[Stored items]
..............................
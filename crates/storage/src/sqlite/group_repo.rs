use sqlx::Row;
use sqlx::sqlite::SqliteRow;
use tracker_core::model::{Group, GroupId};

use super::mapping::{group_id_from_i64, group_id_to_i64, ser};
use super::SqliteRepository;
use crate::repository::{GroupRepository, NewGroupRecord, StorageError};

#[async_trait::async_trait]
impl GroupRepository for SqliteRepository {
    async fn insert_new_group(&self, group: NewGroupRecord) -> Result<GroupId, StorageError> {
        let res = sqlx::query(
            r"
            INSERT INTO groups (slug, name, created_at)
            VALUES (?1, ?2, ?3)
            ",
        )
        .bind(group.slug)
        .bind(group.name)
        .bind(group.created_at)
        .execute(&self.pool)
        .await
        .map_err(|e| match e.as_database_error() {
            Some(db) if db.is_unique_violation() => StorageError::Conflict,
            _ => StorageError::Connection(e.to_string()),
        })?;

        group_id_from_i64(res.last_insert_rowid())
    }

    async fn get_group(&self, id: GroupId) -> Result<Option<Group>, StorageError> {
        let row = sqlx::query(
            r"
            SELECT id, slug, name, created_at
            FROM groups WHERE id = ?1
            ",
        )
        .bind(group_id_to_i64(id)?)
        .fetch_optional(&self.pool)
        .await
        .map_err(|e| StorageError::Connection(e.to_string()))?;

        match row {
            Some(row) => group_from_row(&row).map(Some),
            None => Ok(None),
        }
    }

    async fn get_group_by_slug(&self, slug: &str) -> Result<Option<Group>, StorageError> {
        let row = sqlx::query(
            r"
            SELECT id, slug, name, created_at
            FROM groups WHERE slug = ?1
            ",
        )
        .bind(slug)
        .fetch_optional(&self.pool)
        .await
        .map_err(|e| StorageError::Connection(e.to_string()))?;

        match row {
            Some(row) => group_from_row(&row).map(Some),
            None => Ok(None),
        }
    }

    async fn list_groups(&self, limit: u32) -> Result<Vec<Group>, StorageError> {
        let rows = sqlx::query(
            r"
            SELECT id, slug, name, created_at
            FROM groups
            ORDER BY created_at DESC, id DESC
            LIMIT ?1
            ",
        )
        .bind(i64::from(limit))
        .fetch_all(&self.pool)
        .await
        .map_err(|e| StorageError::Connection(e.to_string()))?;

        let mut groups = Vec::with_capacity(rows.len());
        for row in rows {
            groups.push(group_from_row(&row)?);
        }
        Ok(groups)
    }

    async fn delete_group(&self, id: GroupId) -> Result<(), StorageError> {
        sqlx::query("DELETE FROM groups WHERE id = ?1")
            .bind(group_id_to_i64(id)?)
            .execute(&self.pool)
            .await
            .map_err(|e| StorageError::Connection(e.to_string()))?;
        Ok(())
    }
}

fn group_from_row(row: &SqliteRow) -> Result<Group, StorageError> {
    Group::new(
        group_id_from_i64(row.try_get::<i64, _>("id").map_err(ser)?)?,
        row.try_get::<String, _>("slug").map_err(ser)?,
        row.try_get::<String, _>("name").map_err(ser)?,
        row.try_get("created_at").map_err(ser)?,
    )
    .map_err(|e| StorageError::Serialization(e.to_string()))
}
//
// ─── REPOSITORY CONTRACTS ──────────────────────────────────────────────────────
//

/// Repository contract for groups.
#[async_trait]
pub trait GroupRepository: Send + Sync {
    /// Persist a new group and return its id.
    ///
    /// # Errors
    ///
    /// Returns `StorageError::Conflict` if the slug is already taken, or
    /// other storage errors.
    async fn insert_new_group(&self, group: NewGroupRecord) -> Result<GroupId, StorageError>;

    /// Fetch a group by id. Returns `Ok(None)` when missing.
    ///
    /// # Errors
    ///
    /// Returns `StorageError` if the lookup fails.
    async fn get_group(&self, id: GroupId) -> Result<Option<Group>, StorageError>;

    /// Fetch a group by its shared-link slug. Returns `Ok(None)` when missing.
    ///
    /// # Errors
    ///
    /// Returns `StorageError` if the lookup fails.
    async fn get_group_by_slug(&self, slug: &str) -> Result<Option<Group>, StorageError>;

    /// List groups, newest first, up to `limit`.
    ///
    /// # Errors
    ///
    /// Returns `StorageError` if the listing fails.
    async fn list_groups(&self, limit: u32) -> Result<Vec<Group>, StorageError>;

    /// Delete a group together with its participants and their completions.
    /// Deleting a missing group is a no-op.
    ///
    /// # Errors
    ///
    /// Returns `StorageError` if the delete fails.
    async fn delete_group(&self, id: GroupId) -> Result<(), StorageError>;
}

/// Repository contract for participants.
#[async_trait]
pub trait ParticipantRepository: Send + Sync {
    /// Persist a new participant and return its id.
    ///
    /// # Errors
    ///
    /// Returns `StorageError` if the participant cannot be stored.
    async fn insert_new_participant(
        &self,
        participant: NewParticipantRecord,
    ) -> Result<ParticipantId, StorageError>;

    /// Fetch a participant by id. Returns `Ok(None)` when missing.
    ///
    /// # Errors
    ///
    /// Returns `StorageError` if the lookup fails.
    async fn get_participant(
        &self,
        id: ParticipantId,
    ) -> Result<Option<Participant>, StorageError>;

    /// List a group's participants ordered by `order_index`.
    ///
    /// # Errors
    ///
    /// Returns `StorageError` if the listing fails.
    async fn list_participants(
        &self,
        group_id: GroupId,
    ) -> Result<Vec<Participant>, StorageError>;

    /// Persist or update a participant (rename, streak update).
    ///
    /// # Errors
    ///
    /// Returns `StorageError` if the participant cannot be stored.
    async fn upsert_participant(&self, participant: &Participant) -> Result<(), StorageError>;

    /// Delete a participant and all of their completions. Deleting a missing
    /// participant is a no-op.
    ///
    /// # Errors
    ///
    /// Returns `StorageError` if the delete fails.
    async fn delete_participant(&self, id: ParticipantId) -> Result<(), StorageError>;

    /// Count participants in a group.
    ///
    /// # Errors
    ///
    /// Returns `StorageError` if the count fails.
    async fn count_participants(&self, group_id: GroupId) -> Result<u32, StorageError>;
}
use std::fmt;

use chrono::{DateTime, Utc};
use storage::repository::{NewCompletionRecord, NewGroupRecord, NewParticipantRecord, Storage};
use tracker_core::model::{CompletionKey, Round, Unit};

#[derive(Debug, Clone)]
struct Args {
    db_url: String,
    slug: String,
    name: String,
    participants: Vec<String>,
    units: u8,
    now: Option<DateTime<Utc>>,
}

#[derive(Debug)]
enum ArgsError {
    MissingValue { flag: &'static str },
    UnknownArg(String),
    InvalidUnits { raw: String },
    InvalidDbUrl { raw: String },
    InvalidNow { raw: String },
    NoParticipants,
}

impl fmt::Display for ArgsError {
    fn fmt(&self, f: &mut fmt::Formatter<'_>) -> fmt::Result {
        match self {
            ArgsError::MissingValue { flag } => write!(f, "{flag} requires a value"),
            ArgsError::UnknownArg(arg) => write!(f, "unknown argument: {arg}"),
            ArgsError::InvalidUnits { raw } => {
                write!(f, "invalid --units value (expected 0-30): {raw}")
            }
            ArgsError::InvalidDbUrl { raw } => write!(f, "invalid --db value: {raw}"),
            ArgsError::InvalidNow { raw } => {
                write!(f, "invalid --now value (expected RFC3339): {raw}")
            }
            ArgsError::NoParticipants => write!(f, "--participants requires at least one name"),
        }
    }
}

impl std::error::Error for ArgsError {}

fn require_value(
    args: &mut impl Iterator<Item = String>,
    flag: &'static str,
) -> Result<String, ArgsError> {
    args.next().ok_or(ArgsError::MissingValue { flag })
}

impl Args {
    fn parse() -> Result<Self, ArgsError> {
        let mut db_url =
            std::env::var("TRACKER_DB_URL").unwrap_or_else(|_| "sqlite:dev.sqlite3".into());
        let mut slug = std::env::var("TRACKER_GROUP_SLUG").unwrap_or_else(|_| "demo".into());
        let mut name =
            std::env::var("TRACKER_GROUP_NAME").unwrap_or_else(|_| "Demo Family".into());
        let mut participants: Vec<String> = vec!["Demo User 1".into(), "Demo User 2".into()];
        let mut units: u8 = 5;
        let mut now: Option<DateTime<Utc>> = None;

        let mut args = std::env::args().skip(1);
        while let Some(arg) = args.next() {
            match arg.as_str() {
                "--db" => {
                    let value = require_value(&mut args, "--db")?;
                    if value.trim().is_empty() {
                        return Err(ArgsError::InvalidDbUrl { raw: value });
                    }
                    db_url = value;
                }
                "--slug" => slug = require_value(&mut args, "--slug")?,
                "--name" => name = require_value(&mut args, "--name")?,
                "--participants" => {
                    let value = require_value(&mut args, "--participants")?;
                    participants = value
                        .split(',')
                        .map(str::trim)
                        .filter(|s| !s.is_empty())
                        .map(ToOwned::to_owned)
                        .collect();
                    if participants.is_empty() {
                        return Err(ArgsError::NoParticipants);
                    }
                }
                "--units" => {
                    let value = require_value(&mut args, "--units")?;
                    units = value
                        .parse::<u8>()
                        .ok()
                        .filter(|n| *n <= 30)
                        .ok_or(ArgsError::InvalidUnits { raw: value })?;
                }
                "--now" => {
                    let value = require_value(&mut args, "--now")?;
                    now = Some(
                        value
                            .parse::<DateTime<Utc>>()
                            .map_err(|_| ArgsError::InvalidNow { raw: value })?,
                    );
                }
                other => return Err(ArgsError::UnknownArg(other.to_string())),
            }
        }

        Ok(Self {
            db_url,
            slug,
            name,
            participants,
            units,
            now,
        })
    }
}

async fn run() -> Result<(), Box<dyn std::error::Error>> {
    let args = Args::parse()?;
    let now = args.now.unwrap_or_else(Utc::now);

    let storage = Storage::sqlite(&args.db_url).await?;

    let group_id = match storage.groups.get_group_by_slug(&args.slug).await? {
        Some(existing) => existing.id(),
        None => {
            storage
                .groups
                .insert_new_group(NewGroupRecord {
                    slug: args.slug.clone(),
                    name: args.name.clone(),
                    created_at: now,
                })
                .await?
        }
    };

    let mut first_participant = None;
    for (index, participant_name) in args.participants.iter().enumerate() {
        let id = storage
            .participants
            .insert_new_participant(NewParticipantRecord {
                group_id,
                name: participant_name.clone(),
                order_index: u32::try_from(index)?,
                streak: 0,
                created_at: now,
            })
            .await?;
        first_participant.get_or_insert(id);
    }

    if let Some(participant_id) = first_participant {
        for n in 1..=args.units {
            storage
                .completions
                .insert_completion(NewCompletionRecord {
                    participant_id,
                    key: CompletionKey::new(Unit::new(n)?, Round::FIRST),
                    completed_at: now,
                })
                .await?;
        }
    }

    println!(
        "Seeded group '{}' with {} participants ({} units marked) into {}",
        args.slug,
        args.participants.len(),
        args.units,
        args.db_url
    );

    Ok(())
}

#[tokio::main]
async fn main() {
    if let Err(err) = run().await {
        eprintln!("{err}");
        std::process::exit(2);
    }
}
..............................
» **DIRECTIONS**
Lines that include the word "WHERE" are to be extracted from the data above.

» **ANSWER AREA**
            FROM groups WHERE id = ?1
            FROM groups WHERE slug = ?1
        sqlx::query("DELETE FROM groups WHERE id = ?1")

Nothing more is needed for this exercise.